**Provided material:**
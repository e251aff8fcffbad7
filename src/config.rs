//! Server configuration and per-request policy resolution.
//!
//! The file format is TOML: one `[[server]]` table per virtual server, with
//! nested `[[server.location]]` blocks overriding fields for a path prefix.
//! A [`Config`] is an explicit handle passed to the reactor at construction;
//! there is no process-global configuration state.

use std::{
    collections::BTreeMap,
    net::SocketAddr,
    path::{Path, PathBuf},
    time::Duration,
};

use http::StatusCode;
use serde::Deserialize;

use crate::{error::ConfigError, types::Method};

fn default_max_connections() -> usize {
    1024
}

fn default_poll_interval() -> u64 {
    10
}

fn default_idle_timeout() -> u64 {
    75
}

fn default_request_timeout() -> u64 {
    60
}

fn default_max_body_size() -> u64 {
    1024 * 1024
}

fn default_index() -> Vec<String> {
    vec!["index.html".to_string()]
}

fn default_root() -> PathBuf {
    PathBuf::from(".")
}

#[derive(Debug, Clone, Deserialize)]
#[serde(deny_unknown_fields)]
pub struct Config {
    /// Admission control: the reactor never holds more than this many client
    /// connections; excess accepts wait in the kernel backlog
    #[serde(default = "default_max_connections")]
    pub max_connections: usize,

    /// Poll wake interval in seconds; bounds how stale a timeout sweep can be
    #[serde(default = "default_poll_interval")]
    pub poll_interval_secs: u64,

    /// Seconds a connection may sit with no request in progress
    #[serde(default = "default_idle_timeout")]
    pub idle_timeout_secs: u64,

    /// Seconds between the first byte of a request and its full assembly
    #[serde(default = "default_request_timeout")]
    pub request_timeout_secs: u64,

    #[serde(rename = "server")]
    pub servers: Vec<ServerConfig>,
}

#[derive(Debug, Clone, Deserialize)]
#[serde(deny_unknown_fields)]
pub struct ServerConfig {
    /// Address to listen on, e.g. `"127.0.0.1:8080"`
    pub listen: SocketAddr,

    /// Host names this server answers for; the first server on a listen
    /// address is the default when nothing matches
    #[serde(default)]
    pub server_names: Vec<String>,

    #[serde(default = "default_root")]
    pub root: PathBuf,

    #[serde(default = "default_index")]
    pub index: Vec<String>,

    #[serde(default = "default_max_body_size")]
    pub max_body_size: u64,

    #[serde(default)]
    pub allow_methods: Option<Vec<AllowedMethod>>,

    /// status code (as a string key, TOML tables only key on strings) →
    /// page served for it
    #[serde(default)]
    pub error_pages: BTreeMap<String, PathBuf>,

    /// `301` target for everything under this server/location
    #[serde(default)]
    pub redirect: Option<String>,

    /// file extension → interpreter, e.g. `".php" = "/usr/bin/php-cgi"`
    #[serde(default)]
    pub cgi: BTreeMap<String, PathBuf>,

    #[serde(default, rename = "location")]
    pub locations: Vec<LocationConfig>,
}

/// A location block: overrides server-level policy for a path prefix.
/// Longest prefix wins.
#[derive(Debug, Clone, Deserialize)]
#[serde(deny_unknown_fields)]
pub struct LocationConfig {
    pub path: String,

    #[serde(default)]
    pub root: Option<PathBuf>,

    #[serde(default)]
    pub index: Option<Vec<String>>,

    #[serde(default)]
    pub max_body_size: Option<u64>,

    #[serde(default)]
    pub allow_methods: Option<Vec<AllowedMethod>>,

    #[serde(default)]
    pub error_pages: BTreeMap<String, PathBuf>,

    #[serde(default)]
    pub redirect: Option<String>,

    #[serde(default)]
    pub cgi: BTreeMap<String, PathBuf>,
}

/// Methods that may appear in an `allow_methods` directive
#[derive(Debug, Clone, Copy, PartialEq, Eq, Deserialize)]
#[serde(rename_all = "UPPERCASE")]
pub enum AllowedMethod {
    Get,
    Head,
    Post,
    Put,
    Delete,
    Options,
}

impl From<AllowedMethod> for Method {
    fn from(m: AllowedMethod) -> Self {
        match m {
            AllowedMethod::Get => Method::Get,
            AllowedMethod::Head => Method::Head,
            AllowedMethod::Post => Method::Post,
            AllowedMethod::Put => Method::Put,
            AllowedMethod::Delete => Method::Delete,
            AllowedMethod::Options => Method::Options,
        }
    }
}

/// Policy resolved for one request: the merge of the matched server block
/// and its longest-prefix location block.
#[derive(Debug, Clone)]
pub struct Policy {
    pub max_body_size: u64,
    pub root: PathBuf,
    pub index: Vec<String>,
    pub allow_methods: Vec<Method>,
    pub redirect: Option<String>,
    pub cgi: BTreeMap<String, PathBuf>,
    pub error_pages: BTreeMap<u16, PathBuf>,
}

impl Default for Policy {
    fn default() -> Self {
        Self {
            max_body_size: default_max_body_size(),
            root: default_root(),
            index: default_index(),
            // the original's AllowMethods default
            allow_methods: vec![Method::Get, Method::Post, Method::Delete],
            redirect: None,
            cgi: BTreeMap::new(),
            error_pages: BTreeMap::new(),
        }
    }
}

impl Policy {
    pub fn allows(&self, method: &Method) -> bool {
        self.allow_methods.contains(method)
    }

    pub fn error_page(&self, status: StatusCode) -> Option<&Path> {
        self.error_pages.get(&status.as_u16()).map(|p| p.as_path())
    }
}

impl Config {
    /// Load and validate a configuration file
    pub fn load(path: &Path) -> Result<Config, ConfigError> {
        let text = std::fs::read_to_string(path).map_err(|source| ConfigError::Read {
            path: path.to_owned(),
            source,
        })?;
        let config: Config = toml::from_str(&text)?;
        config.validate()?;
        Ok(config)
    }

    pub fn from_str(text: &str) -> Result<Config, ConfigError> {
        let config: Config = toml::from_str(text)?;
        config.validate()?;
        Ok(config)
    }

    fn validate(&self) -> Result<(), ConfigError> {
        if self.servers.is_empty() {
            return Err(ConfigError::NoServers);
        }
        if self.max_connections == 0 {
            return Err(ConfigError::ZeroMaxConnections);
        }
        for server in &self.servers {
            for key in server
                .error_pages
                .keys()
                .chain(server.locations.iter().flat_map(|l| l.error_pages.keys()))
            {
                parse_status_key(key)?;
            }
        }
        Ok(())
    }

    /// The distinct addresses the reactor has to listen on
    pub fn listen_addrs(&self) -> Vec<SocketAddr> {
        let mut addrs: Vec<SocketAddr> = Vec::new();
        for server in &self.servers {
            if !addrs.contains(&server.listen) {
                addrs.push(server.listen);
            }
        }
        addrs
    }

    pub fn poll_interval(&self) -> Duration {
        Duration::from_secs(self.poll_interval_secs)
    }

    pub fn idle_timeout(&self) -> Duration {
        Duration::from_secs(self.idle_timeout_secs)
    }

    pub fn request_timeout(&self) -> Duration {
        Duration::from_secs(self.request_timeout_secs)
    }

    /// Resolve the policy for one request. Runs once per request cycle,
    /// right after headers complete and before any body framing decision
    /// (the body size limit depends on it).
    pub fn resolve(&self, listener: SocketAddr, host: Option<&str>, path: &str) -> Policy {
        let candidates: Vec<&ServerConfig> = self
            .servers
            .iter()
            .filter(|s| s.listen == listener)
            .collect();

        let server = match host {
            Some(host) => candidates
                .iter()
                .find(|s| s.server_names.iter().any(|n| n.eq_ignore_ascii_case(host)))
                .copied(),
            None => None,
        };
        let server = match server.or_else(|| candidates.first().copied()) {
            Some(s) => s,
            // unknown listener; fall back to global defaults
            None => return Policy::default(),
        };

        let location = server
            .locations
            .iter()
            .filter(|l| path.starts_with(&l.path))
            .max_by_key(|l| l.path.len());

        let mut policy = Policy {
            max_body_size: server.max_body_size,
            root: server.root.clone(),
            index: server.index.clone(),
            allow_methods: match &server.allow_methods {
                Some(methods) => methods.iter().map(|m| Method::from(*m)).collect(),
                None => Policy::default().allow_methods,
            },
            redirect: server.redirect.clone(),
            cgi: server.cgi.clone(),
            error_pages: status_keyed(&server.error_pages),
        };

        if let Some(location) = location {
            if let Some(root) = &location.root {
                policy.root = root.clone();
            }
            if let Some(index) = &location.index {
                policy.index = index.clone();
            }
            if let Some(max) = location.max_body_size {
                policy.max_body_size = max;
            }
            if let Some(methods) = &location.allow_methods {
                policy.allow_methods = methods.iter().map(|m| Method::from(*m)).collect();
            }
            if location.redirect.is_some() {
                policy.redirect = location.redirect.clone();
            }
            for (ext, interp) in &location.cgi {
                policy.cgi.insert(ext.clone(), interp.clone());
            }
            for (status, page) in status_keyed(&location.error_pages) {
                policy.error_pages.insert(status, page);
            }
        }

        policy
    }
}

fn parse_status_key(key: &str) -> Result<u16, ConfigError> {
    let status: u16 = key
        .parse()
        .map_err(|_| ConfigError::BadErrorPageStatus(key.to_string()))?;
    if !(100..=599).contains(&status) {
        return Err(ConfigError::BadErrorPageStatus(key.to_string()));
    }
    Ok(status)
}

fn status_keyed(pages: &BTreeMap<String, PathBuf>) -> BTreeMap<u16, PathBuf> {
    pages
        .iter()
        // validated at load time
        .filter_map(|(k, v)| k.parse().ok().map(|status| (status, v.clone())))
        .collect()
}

**Task details:**
Copy every line above in which the string "None" shows up.

**Answer to this exercise:**
            redirect: None,
            None => None,
            None => return Policy::default(),
                None => Policy::default().allow_methods,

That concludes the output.